▶ _Prompt_
Print the entries below in their entirety, exactly as they are written.

▶ _Task inputs_
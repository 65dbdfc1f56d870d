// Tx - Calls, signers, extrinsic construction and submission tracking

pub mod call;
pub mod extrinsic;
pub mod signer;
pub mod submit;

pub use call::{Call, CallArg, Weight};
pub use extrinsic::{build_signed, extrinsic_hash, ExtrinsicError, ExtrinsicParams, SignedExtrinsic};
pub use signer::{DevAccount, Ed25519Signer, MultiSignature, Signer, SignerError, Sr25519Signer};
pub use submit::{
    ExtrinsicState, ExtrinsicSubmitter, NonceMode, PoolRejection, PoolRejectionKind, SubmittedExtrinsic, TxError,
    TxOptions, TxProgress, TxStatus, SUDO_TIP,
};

▶ _Result of the task_
repository 65dbdfc1f56d870d
// Tx - Calls, signers, extrinsic construction and submission tracking

pub mod call;
pub mod extrinsic;
pub mod signer;
pub mod submit;

pub use call::{Call, CallArg, Weight};
pub use extrinsic::{build_signed, extrinsic_hash, ExtrinsicError, ExtrinsicParams, SignedExtrinsic};
pub use signer::{DevAccount, Ed25519Signer, MultiSignature, Signer, SignerError, Sr25519Signer};
pub use submit::{
    ExtrinsicState, ExtrinsicSubmitter, NonceMode, PoolRejection, PoolRejectionKind, SubmittedExtrinsic, TxError,
    TxOptions, TxProgress, TxStatus, SUDO_TIP,
};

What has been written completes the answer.